__Task material__:
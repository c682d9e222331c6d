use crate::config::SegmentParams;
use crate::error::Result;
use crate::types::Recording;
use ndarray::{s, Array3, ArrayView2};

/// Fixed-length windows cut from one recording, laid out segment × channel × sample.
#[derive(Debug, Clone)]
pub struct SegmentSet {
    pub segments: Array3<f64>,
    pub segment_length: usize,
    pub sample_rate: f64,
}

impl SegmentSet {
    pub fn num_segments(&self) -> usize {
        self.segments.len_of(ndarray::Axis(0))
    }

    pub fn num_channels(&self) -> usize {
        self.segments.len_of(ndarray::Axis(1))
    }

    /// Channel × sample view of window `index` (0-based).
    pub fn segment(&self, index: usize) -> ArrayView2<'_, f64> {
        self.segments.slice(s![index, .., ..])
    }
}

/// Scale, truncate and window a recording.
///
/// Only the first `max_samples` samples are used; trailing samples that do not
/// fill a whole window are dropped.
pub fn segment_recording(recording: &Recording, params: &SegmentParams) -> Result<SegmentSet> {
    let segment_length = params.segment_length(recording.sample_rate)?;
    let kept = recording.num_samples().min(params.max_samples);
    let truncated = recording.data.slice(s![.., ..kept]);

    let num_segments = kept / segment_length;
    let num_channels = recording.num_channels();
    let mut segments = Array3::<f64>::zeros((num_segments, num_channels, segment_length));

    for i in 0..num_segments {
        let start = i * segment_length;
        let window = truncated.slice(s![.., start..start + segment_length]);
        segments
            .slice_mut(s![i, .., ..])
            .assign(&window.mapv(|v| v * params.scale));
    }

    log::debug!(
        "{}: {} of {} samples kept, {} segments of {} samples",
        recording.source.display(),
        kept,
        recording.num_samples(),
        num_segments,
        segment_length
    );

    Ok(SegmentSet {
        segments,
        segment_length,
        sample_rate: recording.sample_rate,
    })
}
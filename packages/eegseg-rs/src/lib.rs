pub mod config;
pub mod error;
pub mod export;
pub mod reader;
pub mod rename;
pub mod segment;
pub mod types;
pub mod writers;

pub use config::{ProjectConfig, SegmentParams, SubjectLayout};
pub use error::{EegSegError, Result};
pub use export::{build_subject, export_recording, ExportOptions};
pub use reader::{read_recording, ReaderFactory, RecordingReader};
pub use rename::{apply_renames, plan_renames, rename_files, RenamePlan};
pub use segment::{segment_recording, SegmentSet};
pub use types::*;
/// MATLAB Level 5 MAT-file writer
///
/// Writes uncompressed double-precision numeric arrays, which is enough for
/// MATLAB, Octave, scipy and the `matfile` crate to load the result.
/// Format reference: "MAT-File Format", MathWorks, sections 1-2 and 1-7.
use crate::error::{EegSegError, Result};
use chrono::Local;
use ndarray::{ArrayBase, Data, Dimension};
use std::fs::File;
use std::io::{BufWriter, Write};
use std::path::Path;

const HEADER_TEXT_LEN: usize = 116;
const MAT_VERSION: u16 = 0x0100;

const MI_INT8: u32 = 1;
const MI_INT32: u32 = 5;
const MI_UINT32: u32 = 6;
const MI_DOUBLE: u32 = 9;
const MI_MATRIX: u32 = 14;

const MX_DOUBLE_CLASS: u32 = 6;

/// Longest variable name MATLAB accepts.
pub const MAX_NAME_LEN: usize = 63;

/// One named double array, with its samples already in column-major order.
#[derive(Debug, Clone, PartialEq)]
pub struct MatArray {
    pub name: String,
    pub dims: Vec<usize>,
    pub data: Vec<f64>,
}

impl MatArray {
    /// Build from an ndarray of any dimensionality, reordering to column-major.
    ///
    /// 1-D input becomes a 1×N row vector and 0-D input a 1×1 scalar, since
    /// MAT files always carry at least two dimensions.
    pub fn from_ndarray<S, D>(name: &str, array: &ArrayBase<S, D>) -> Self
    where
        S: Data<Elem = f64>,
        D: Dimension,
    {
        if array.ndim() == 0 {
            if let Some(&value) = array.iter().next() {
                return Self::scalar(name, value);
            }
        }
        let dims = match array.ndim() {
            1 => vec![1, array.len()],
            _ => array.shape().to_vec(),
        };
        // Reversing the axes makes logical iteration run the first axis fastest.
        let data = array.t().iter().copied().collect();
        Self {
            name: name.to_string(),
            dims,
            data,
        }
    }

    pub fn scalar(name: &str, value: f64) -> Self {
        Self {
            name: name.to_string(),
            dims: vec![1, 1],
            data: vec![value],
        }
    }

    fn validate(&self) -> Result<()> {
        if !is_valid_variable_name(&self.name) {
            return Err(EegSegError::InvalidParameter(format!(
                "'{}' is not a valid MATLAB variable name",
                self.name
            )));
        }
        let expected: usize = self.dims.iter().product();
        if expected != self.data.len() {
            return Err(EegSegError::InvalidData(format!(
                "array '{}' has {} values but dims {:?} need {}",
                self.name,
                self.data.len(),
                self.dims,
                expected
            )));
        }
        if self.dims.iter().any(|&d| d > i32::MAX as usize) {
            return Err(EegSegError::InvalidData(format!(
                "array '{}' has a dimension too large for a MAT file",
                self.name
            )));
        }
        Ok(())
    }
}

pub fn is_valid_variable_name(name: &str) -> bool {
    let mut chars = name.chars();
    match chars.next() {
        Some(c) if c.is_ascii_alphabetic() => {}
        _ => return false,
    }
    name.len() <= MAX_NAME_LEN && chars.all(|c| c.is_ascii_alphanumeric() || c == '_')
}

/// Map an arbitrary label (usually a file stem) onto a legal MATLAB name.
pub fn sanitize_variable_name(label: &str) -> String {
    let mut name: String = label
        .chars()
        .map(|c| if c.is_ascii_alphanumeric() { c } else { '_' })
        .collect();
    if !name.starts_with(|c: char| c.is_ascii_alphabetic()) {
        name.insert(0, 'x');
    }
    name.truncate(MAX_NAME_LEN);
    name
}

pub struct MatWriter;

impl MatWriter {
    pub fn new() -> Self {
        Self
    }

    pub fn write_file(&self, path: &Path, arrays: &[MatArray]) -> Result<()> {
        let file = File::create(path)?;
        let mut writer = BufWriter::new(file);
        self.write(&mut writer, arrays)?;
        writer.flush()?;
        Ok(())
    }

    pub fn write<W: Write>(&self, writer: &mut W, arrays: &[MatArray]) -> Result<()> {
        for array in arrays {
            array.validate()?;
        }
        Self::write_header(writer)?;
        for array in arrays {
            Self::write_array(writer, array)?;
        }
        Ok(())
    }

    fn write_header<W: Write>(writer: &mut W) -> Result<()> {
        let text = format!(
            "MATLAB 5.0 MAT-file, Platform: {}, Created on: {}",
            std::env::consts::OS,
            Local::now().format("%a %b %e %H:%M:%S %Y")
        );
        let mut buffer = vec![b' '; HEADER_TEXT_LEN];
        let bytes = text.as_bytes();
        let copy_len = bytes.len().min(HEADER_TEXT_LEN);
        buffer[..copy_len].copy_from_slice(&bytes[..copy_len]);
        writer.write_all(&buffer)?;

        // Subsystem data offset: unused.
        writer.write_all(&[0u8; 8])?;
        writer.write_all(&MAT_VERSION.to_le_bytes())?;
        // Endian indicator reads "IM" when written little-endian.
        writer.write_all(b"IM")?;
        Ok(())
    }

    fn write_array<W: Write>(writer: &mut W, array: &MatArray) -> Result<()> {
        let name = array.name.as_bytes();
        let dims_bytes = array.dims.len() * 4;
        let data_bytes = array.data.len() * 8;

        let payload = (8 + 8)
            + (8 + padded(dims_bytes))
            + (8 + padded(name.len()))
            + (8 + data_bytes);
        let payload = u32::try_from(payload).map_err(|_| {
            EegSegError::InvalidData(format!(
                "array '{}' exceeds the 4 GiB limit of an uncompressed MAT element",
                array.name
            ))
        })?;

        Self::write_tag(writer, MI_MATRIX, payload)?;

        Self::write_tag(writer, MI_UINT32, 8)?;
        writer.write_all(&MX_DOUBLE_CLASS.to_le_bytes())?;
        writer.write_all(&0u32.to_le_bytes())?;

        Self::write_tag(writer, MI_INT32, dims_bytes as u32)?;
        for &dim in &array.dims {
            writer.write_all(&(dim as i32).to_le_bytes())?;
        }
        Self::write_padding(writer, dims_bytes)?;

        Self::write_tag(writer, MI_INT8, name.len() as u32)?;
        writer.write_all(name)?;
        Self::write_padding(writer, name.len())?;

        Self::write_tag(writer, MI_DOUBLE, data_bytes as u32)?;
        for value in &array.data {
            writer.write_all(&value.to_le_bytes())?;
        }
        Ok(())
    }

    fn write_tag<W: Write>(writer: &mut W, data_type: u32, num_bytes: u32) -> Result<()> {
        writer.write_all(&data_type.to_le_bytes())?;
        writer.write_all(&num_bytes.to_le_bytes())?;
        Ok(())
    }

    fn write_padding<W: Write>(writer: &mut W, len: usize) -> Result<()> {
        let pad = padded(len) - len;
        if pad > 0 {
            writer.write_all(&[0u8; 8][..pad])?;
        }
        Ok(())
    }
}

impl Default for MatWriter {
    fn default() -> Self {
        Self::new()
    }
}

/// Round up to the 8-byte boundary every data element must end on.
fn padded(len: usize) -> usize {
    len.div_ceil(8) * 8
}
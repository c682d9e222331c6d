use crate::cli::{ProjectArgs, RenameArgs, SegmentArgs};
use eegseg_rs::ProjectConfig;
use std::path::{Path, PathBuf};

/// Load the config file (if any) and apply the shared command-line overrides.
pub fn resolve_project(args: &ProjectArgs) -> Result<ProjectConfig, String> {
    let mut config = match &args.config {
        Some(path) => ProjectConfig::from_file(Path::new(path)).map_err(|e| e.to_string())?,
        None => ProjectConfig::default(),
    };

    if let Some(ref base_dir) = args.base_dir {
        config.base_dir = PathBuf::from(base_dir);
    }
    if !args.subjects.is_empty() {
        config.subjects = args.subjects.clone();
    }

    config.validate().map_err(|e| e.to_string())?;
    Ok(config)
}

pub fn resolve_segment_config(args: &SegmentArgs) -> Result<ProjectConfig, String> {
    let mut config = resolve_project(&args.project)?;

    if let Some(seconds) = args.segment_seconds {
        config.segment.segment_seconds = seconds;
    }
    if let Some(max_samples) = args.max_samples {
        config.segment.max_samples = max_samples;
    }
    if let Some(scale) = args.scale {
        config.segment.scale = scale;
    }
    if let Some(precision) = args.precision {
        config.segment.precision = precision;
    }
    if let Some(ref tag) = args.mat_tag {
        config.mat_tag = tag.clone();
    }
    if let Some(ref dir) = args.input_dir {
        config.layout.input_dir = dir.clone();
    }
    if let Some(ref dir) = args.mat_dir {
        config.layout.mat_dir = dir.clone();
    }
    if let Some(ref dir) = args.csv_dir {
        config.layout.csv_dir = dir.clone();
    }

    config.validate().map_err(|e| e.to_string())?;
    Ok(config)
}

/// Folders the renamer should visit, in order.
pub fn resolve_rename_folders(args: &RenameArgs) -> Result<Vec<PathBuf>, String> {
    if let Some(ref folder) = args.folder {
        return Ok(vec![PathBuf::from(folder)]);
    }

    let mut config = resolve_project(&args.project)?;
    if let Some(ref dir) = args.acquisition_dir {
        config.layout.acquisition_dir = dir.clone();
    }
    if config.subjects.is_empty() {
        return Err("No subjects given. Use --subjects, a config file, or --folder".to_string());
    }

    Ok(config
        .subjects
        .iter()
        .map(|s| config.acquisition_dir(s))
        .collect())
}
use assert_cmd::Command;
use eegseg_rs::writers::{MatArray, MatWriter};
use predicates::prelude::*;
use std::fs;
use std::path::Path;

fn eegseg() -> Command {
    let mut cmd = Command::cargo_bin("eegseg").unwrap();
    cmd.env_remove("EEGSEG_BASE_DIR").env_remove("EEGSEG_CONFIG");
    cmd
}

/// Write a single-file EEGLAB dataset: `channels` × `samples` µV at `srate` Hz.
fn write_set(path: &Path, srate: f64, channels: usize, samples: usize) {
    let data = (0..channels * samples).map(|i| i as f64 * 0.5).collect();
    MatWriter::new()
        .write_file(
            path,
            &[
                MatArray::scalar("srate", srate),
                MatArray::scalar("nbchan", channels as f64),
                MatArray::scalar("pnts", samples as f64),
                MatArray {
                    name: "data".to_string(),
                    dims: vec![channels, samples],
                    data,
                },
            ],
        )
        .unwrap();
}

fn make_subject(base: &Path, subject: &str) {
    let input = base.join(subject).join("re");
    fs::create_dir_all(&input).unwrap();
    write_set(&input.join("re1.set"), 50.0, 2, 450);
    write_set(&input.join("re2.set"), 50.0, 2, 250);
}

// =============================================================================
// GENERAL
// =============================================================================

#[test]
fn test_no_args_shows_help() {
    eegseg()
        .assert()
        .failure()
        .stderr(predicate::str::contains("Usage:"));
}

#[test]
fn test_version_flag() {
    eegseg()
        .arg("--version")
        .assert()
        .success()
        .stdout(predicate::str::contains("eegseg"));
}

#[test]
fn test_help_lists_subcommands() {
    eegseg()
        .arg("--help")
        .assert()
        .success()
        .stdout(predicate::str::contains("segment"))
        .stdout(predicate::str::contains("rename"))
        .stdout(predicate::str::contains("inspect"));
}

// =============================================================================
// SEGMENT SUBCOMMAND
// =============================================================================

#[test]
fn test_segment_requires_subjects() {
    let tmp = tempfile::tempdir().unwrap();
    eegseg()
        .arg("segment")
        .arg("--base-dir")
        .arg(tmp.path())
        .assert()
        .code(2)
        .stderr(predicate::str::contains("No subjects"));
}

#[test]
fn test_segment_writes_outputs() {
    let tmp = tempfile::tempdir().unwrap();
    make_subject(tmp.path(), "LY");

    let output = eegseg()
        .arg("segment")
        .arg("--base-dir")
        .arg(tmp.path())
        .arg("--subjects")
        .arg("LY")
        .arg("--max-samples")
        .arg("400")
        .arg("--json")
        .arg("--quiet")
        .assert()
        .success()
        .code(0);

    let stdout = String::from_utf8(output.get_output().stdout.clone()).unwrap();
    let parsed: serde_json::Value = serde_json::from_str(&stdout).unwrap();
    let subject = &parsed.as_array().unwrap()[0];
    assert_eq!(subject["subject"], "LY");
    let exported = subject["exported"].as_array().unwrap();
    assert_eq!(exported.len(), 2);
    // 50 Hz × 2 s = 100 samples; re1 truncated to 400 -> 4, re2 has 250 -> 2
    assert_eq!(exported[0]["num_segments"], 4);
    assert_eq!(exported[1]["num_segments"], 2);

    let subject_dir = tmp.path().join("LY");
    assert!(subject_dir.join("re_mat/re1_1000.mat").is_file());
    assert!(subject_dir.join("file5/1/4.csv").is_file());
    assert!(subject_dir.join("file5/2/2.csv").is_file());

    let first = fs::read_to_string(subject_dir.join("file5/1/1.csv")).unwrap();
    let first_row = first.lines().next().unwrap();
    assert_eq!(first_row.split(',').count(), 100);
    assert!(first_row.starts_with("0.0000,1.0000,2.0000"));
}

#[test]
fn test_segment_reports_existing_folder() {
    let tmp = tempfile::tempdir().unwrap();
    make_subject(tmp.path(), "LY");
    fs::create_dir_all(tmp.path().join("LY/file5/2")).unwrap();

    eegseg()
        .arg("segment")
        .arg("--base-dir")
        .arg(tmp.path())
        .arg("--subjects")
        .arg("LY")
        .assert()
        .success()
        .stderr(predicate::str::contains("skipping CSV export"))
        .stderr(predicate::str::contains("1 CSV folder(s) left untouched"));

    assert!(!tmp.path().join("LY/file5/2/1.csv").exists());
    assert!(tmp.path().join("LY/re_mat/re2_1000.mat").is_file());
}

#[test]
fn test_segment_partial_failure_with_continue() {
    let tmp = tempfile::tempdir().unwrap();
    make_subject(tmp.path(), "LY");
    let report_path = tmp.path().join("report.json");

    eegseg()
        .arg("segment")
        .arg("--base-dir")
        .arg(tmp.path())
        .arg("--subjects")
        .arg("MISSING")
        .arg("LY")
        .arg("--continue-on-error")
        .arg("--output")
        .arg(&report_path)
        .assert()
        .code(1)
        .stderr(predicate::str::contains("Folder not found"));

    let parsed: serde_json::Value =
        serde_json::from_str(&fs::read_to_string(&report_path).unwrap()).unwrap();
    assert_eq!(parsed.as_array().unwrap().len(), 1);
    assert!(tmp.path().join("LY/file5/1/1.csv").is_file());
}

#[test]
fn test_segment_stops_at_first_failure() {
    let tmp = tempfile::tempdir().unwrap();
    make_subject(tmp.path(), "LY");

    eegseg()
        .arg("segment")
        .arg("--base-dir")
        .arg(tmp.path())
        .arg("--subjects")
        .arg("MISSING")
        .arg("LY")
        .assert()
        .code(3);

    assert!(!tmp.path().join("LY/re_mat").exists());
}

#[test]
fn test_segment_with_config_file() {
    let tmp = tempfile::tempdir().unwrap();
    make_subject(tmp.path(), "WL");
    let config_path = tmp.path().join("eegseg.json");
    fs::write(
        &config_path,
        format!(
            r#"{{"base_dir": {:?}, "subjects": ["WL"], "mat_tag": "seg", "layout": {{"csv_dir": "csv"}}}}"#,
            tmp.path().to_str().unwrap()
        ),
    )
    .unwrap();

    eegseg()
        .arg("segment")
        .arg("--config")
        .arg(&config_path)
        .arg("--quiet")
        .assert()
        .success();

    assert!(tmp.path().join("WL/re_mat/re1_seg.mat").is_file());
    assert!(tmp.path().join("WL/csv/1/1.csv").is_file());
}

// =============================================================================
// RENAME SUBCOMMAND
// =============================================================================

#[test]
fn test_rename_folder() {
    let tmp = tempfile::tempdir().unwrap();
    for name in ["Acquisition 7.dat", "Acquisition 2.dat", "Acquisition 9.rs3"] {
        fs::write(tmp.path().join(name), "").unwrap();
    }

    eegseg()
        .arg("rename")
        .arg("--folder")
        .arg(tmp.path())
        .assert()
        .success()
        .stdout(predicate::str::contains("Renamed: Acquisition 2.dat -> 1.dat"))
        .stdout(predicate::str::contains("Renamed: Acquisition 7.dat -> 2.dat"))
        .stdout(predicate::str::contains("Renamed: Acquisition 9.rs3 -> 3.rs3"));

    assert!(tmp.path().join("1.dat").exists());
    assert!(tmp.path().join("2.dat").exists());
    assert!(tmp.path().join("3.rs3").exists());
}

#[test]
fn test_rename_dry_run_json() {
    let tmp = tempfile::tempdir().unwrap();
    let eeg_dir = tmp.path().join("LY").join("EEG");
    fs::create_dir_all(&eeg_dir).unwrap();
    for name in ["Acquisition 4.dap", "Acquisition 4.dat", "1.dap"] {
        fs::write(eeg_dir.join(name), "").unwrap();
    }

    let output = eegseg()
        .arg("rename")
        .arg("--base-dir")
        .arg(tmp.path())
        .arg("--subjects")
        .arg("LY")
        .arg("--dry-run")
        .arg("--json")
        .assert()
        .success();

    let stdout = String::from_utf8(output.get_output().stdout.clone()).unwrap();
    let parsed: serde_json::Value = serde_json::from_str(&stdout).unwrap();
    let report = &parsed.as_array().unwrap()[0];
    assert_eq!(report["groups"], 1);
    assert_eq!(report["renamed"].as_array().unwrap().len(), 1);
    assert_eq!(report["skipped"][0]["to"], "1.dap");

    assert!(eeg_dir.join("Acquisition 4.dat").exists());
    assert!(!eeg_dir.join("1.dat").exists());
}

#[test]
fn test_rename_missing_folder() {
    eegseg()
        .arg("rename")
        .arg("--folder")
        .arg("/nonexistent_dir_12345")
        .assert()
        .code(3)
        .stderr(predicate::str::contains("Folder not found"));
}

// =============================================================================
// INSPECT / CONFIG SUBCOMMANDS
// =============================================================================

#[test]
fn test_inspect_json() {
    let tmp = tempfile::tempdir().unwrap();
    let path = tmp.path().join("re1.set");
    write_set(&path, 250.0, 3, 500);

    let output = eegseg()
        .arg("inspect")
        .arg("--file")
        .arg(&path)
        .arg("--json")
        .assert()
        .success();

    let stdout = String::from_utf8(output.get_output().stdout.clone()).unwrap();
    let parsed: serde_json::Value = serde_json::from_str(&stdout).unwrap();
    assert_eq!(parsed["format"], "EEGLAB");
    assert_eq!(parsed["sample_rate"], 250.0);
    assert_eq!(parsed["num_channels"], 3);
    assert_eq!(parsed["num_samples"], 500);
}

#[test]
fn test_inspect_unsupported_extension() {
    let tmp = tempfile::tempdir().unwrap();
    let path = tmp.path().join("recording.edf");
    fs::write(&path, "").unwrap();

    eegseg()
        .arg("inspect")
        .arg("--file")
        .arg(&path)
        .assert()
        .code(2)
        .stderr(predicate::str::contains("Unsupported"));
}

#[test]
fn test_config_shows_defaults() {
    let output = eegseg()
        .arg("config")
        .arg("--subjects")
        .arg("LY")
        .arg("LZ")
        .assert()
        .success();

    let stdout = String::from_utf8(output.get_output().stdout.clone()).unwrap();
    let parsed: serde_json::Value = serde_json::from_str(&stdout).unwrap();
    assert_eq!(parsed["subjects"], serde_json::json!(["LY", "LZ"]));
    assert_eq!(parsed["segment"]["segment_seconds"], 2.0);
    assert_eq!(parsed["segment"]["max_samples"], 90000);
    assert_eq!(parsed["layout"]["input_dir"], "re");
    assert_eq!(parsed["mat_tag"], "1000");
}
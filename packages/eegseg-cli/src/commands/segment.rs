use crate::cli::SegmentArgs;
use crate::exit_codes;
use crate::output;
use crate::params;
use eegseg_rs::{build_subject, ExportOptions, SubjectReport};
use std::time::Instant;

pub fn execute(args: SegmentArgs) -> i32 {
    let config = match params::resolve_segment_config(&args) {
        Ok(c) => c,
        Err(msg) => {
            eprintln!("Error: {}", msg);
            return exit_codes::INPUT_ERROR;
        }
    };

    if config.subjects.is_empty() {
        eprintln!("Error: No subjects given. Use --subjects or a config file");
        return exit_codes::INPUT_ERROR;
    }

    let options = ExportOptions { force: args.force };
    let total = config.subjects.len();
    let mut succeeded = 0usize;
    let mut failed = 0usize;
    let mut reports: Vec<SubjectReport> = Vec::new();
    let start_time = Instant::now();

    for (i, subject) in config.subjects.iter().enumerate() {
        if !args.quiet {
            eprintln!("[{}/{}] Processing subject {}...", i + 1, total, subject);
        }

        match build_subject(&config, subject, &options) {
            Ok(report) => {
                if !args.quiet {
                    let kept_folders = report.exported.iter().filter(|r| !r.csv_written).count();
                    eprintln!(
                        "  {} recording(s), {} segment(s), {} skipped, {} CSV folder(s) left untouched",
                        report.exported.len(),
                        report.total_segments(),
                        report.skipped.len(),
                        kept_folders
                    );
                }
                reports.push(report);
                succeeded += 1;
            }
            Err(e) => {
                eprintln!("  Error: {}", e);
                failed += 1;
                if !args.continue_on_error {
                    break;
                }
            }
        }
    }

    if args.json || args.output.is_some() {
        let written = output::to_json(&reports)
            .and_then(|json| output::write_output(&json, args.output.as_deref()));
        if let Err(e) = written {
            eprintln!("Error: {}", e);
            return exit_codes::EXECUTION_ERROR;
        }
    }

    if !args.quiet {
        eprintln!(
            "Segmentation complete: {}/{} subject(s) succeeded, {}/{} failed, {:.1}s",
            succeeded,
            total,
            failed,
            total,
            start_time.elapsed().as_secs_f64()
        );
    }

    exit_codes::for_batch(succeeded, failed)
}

__Task instructions__: Among the records above, repeat exactly the line with "pub mod export;", the line with "const MI_DOUBLE: u32 = 9;", and every line in between, and only those.

__Solution__:
pub mod export;
pub mod reader;
pub mod rename;
pub mod segment;
pub mod types;
pub mod writers;

pub use config::{ProjectConfig, SegmentParams, SubjectLayout};
pub use error::{EegSegError, Result};
pub use export::{build_subject, export_recording, ExportOptions};
pub use reader::{read_recording, ReaderFactory, RecordingReader};
pub use rename::{apply_renames, plan_renames, rename_files, RenamePlan};
pub use segment::{segment_recording, SegmentSet};
pub use types::*;
/// MATLAB Level 5 MAT-file writer
///
/// Writes uncompressed double-precision numeric arrays, which is enough for
/// MATLAB, Octave, scipy and the `matfile` crate to load the result.
/// Format reference: "MAT-File Format", MathWorks, sections 1-2 and 1-7.
use crate::error::{EegSegError, Result};
use chrono::Local;
use ndarray::{ArrayBase, Data, Dimension};
use std::fs::File;
use std::io::{BufWriter, Write};
use std::path::Path;

const HEADER_TEXT_LEN: usize = 116;
const MAT_VERSION: u16 = 0x0100;

const MI_INT8: u32 = 1;
const MI_INT32: u32 = 5;
const MI_UINT32: u32 = 6;
const MI_DOUBLE: u32 = 9;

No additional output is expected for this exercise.